Skilled professionals become more experienced at their jobs over time, they also have differing experiences and may have graduated from different schools etc.

This means that they will perform their jobs differently in ways that way be subtle and not easily quantifiable. So if you swap them out, things will change in ways that may not be easy to predict.

On the other hand a minimum wage worker is more likely to perform a job that requires a total training of 1 hour or less and they are likely to hit a ceiling in terms of productivity within a week. There may be minor differences in output, but these are easily quantifiable and if you have a large enough labour pool to draw from can be solved by saying "fire anybody who does like than X per hour".



I'd actually expect radiologists to be considerably more interchangeable. The goal of a radiologist is to compute a function - `isCancer(mri)` or `isBrokenBone(xray)`. As a thought experiment, consider two radiologists who are as accurate as physics allows - they will always return the same answer for `isHerniatedDisk(mri)`.

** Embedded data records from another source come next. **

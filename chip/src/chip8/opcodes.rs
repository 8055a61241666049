use crate::{
    definitions::display::fontset,
    opcode::{Instruction, Operation, ProgramCounterStep},
    ProcessError,
};

use super::{Machine, State};

type Outcome = Result<(ProgramCounterStep, Operation), ProcessError>;

impl Machine {
    /// Runs a single decoded instruction. The program counter already points
    /// to the following instruction.
    pub(super) fn execute(&mut self, instruction: Instruction) -> Outcome {
        use Instruction::*;
        use ProgramCounterStep::Next;

        let v = &mut self.registers.v;

        let step = match instruction {
            Clear => {
                // 00E0
                self.display.clear();
                return Ok((Next, Operation::Draw));
            }
            Return => {
                // 00EE
                let pc = self.registers.pop_stack()?;
                log::debug!("return to {:#06X}", pc);
                ProgramCounterStep::Jump(pc)
            }
            Jump { nnn } => ProgramCounterStep::Jump(nnn),
            Call { nnn } => {
                // 2NNN
                // the return address is the instruction after the call
                self.registers.push_stack(self.registers.pc)?;
                log::debug!("call {:#06X}, depth {}", nnn, self.registers.stack_depth());
                ProgramCounterStep::Jump(nnn)
            }
            SkipEqualImmediate { x, nn } => ProgramCounterStep::cond(v[x] == nn),
            SkipNotEqualImmediate { x, nn } => ProgramCounterStep::cond(v[x] != nn),
            SkipEqualRegister { x, y } => ProgramCounterStep::cond(v[x] == v[y]),
            SetImmediate { x, nn } => {
                v[x] = nn;
                Next
            }
            AddImmediate { x, nn } => {
                // 7XNN
                // let VX overflow, but ignore carry
                v[x] = v[x].wrapping_add(nn);
                Next
            }
            Assign { x, y } => {
                v[x] = v[y];
                Next
            }
            Or { x, y } => {
                v[x] |= v[y];
                Next
            }
            And { x, y } => {
                v[x] &= v[y];
                Next
            }
            Xor { x, y } => {
                v[x] ^= v[y];
                Next
            }
            Add { x, y } => {
                // 8XY4
                let res = v[x] as u16 + v[y] as u16;
                v[x] = res as u8;
                self.registers.set_flag(res > u8::MAX as u16);
                Next
            }
            Sub { x, y } => {
                // 8XY5
                // VF is the inverted borrow
                let (left, right) = (v[x], v[y]);
                v[x] = left.wrapping_sub(right);
                self.registers.set_flag(left >= right);
                Next
            }
            ShiftRight { x } => {
                // 8XY6
                let value = v[x];
                v[x] = value >> 1;
                self.registers.set_flag(value & 0x01 == 0x01);
                Next
            }
            SubReversed { x, y } => {
                // 8XY7
                let (left, right) = (v[y], v[x]);
                v[x] = left.wrapping_sub(right);
                self.registers.set_flag(left >= right);
                Next
            }
            ShiftLeft { x } => {
                // 8XYE
                let value = v[x];
                v[x] = value << 1;
                self.registers.set_flag(value & 0x80 == 0x80);
                Next
            }
            SkipNotEqualRegister { x, y } => ProgramCounterStep::cond(v[x] != v[y]),
            SetIndex { nnn } => {
                self.registers.index = nnn;
                Next
            }
            JumpOffset { nnn } => ProgramCounterStep::Jump(nnn + v[0] as u16),
            Random { x, nn } => {
                // CXNN
                // using a fill bytes call here, as the trait RngCore does not
                // support random u8.
                let mut rand: [u8; 1] = [0];
                self.rng.fill_bytes(&mut rand);
                self.registers.v[x] = rand[0] & nn;
                Next
            }
            Draw { x, y, n } => return self.draw(x, y, n),
            SkipKeyPressed { x } => ProgramCounterStep::cond(self.keyboard.is_pressed(key(v[x]))),
            SkipKeyNotPressed { x } => {
                ProgramCounterStep::cond(!self.keyboard.is_pressed(key(v[x])))
            }
            GetDelayTimer { x } => {
                v[x] = self.timers.delay.get_value();
                Next
            }
            AwaitKeyPress { x } => {
                // FX0A
                // only presses after this point count
                self.keyboard.clear_press();
                self.state = State::WaitingForKey { x };
                log::debug!("waiting for a key press into V{:X}", x);
                return Ok((Next, Operation::Wait));
            }
            SetDelayTimer { x } => {
                self.timers.delay.set_value(v[x]);
                Next
            }
            SetSoundTimer { x } => {
                self.timers.sound.set_value(v[x]);
                Next
            }
            AddIndex { x } => {
                // FX1E
                // VF is not affected.
                self.registers.index = self.registers.index.wrapping_add(v[x] as u16);
                Next
            }
            FontGlyph { x } => {
                // FX29
                let digit = (v[x] & 0x0F) as usize;
                self.registers.index = (fontset::LOCATION + fontset::GLYPH_SIZE * digit) as u16;
                Next
            }
            StoreBcd { x } => {
                // FX33
                let r = v[x];
                let digits = self.memory.slice_mut(self.registers.index as usize, 3)?;
                digits[0] = r / 100; // 246u8 / 100 => 2
                digits[1] = r / 10 % 10; // 246u8 / 10 => 24 % 10 => 4
                digits[2] = r % 10; // 246u8 % 10 => 6
                Next
            }
            StoreRegisters { x } => {
                // FX55
                // I itself is left unmodified.
                self.memory
                    .slice_mut(self.registers.index as usize, x + 1)?
                    .copy_from_slice(&v[..=x]);
                Next
            }
            LoadRegisters { x } => {
                // FX65
                // I itself is left unmodified.
                let data = self.memory.slice(self.registers.index as usize, x + 1)?;
                v[..=x].copy_from_slice(data);
                Next
            }
        };

        Ok((step, Operation::None))
    }

    /// DXYN
    /// Draws a sprite at coordinate (VX, VY) that has a width of 8 pixels and a height of N
    /// pixels. Each row of 8 pixels is read as bit-coded starting from memory location I; I
    /// value doesn’t change after the execution of this instruction. VF is set to 1 if any
    /// screen pixels are flipped from set to unset when the sprite is drawn, and to 0 if that
    /// doesn’t happen.
    fn draw(&mut self, x: usize, y: usize, n: u8) -> Outcome {
        let coorx = self.registers.v[x] as usize;
        let coory = self.registers.v[y] as usize;

        let rows = self
            .memory
            .slice(self.registers.index as usize, n as usize)?;
        let collision = self.display.blit(coorx, coory, rows);
        self.registers.set_flag(collision);

        Ok((ProgramCounterStep::Next, Operation::Draw))
    }
}

/// The keypad only knows 16 keys, so only the low nibble selects one.
#[inline]
fn key(value: u8) -> usize {
    (value & 0x0F) as usize
}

Medicine is high skill, but the outputs are fairly homogeneous. Homogeneous output is what makes workers interchangeable cogs, not skill level.


It seems to me (corrections welcome), that medical specialists are way, way more interchangeable than programmers. Each patient has a chart that follows them around through the hospital and each specialist reads the chart, makes their decisions and documents what they're doing. There are problems with that, but it's the system. That very much makes the medical practitioners cogs in the system, compared to programmers who have a much longer ramp up time for a given codebase/patient.


Sure and every codebase has documentation , specs and tests that follow it all over the internet..

I think the main difference probably comes down to medicine having more procedures and redundancy built in because you can't let a patient die when a particular doctor is not available.

OTOH my older relatives definitely complain about/praise individual doctors for bedside manor , professionalism and misdiagnosis etc.